A hopeful Fungi Friday-Plastic eating Aspergillus tubingensis discovered
As you may know, we are quite the wasteful species. Some countries are better than others at recycling plastics, but these polymeric materials without a doubt are too abundant to fully manage. Every year, more than 300 million tons of plastic are produced, which usually find their way to our oceans, streams, rivers or landfills. Over time, plastics mechanically break down into smaller and smaller pieces. This is when these manmade polymers become an issue, as they are absorbed into photosynthetic algae, ultimately increasing in abundance as they radiate up the food chain in a process called bioaccumulation. Most of the fish we have a taste for are located near the top of the food chain, where toxic compounds like phthalates, and bisphenol are most built up. In many ways, the health of our environments translates to our own health. This is an issue many individuals in the environmental disciplines strive to solve. Well, this week, they took a huge step towards this goal. A new strain of Aspergillus tubingensis has been isolated from a waste disposal site located in Islamabad, Pakistan, that just might aid humans from drowning in a sea of plastic.
Aspergillus tubingensis was originally described in the early 1930’s by Raoul Mosseray. The fungus itself is a borderline extremophile, with a high resistance to ultraviolet light, and a growth temperature optimum on the hot spectrum, compared to most other species (21–36 °C or 70–97 °F). Like many other molds, Aspergillus tubingensis doesn’t have a known sexual form, only producing genetically identical individuals through means of asexual reproduction. This may be a bit of a hurdle if this species is selected for ecological restoration projects to reduce certain types of plastic.
Now, it is important that you don’t get too overzealous over this finding. Unfortunately, this is not the holy grail of restoration ecology. Over the past 70 years, humans have synthesized numerous types of plastics and this particular species can only break down polyester polyurethane, hereafter PU. PU is used in many applications and can be found in plastic foams, bumpers, gaskets, synthetic leathers, paints, cushions, adhesives, and refrigerator insulation. Although PU is a widely used plastic, there are still eight common plastic polymers that this species cannot break down. Luckily, there are more than 5 million species of fungi, and it is likely that many still have not even been discovered yet.

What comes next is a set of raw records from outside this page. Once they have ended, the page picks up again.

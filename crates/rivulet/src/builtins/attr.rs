//! Implementation of the hasattr(), getattr() and setattr() builtin functions.

use std::sync::Arc;

use crate::{
    args::ArgValues,
    bytecode::vm::VM,
    exception::{ExcType, RunResult},
    io::PrintWriter,
    resource::ResourceTracker,
    value::Value,
};

/// Implementation of the hasattr() builtin function.
///
/// Only `AttributeError` means "absent"; any other error raised while looking the
/// attribute up propagates.
pub fn builtin_hasattr(vm: &mut VM<'_, impl ResourceTracker, impl PrintWriter>, args: ArgValues) -> RunResult<Value> {
    let (obj, name) = args.get_two_args("hasattr")?;
    let name = attr_name(vm, &name)?;
    match vm.get_attr(&obj, &name) {
        Ok(_) => Ok(Value::Bool(true)),
        Err(err) if vm.error_is(&err, ExcType::AttributeError) => Ok(Value::Bool(false)),
        Err(err) => Err(err),
    }
}

/// Implementation of the getattr() builtin function.
pub fn builtin_getattr(vm: &mut VM<'_, impl ResourceTracker, impl PrintWriter>, args: ArgValues) -> RunResult<Value> {
    args.check_no_kwargs("getattr")?;
    let count = args.positional.len();
    let mut positional = args.positional.into_iter();
    let (obj, name, default) = match (positional.next(), positional.next(), positional.next()) {
        (Some(obj), Some(name), default) if count <= 3 => (obj, name, default),
        _ if count < 2 => return Err(ExcType::type_error_at_least("getattr", 2, count)),
        _ => return Err(ExcType::type_error_at_most("getattr", 3, count)),
    };
    let name = attr_name(vm, &name)?;
    match (vm.get_attr(&obj, &name), default) {
        (Ok(value), _) => Ok(value),
        (Err(err), Some(default)) if vm.error_is(&err, ExcType::AttributeError) => Ok(default),
        (Err(err), _) => Err(err),
    }
}

/// Implementation of the setattr() builtin function.
pub fn builtin_setattr(vm: &mut VM<'_, impl ResourceTracker, impl PrintWriter>, args: ArgValues) -> RunResult<Value> {
    args.check_no_kwargs("setattr")?;
    let [obj, name, value] = <[Value; 3]>::try_from(args.positional).map_err(|positional| {
        ExcType::type_error(format!("setattr expected 3 arguments, got {}", positional.len()))
    })?;
    let name = attr_name(vm, &name)?;
    vm.set_attr(&obj, &name, value)?;
    Ok(Value::None)
}

fn attr_name(vm: &VM<'_, impl ResourceTracker, impl PrintWriter>, name: &Value) -> RunResult<Arc<str>> {
    match name {
        Value::Str(name) => Ok(name.clone()),
        other => Err(ExcType::type_error(format!(
            "attribute name must be string, not '{}'",
            other.type_name(vm.heap)
        ))),
    }
}
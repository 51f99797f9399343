//! Implementation of the iteration builtins: iter(), next(), reversed(), enumerate()
//! and zip().

use crate::{
    args::ArgValues,
    bytecode::vm::VM,
    exception::{ExcType, RunResult},
    heap::HeapData,
    io::PrintWriter,
    resource::ResourceTracker,
    types::IterState,
    value::Value,
};

/// Implementation of the iter() builtin function.
pub fn builtin_iter(vm: &mut VM<'_, impl ResourceTracker, impl PrintWriter>, args: ArgValues) -> RunResult<Value> {
    let iterable = args.get_one_arg("iter")?;
    vm.get_iter(iterable)
}

/// Implementation of the next() builtin function.
///
/// With a default, an exhausted iterator returns it instead of raising `StopIteration`.
pub fn builtin_next(vm: &mut VM<'_, impl ResourceTracker, impl PrintWriter>, args: ArgValues) -> RunResult<Value> {
    let (iter, default) = args.get_one_two_args("next")?;
    match vm.iter_next(&iter)? {
        Some(item) => Ok(item),
        None => default.ok_or_else(ExcType::stop_iteration),
    }
}

/// Implementation of the reversed() builtin function.
///
/// Works on sequences only; the items are snapshotted when the iterator is created.
pub fn builtin_reversed(vm: &mut VM<'_, impl ResourceTracker, impl PrintWriter>, args: ArgValues) -> RunResult<Value> {
    let seq = args.get_one_arg("reversed")?;
    let items: Vec<Value> = match &seq {
        Value::Str(text) => text.chars().rev().map(|c| Value::from(c.to_string())).collect(),
        Value::Ref(id) => match vm.heap.get(*id) {
            HeapData::List(items) | HeapData::Tuple(items) => items.iter().rev().cloned().collect(),
            HeapData::Range(range) => {
                let range = *range;
                (0..range.len()).rev().filter_map(|i| range.get(i)).map(Value::Int).collect()
            }
            other => {
                return Err(ExcType::type_error(format!(
                    "'{}' object is not reversible",
                    other.type_name()
                )));
            }
        },
        other => {
            return Err(ExcType::type_error(format!(
                "'{}' object is not reversible",
                other.type_name(vm.heap)
            )));
        }
    };
    let id = vm.heap.allocate(HeapData::Iter(IterState::Values { items, index: 0 }))?;
    Ok(Value::Ref(id))
}

/// Implementation of the enumerate() builtin function.
pub fn builtin_enumerate(vm: &mut VM<'_, impl ResourceTracker, impl PrintWriter>, mut args: ArgValues) -> RunResult<Value> {
    let start_kwarg = args.take_kwarg("start");
    let mut positional = args.get_at_most("enumerate", 2)?.into_iter();
    let Some(iterable) = positional.next() else {
        return Err(ExcType::type_error_missing("enumerate", "positional", &["iterable"]));
    };
    let start = match (positional.next(), start_kwarg) {
        (Some(_), Some(_)) => return Err(ExcType::type_error_multiple_values("enumerate", "start")),
        (Some(start), None) | (None, Some(start)) => start.as_int().ok_or_else(|| {
            ExcType::type_error(format!(
                "'{}' object cannot be interpreted as an integer",
                start.type_name(vm.heap)
            ))
        })?,
        (None, None) => 0,
    };
    let inner = vm.get_iter(iterable)?;
    let id = vm.heap.allocate(HeapData::Iter(IterState::Enumerate { inner, count: start }))?;
    Ok(Value::Ref(id))
}

/// Implementation of the zip() builtin function.
///
/// Stops at the shortest input; `zip()` with no arguments is empty.
pub fn builtin_zip(vm: &mut VM<'_, impl ResourceTracker, impl PrintWriter>, args: ArgValues) -> RunResult<Value> {
    args.check_no_kwargs("zip")?;
    let mut inners = Vec::with_capacity(args.positional.len());
    for iterable in args.positional {
        inners.push(vm.get_iter(iterable)?);
    }
    let id = vm.heap.allocate(HeapData::Iter(IterState::Zip { inners }))?;
    Ok(Value::Ref(id))
}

This is not the first species of plastic metabolizing fungi that has been discovered either. In 2011, Yale students isolated a species of fungi from the Amazon that could grow anaerobically on polyester polyurethane (PUR). Unlike Aspergillus tubingensis, Pestalotiopsis microspora is a sexual fungus, forming a fruiting body. Sexual fungi are more useful in this application because they can be cultivated on, for instance, PUR media with the spores of the most bioactive individuals being collected. By combining spores from the most ‘plastic hungry’ individuals, we can actively create more voracious strains of polymer decomposing fungi that can aid us in this modern, plastic dominated world. To make asexual fungi more efficient at breaking down plastic polymers, we must use more advanced, expensive genetic editing technology, that may ultimately take longer.
Again, this is not an immediate solution to our plastic problem. Even if we mass produce the spores of this Aspergillus tubingensis strain to inoculate landfills around the world, the PU won’t be degraded overnight. The recent study that initially isolated the species, closely analyzed the biodegradation process. They found that the process was completed in three steps; adhesion of fungus to the polymer surface, extension of hyphal filaments over the surface, and finally, secretion of PU degrading enzymes. The efficiency of these three steps is highly dependent on pH, temperature, and plastic composition- all of which are extremely variable. If all of Earth's plastic was the same, and all landfills fell in the environmental optimum for this species, degrading PU would be kind of easy. Of course, this is not the case.
It should be no surprise that an organism that can utilize a manmade polymer comes from the fungal kingdom. I mean, one of the key roles fungi perform in ecosystems around the world is the breakdown of long polymer chains, which decomposes and recycles recalcitrant carbon pools that otherwise would just accumulate atop the forest floor. The long chained organic polymer lignin, the compound that gives trees their rigidity, is a choice carbon supply for many saprotrophic forest fungi. We must utilize the fungal realm if we want to ensure the health of our environment and ourselves. Evolutionary processes may just be on our side, as natural selection should favor metabolic pathways that can be supported an enormous resource pool we subsequently created.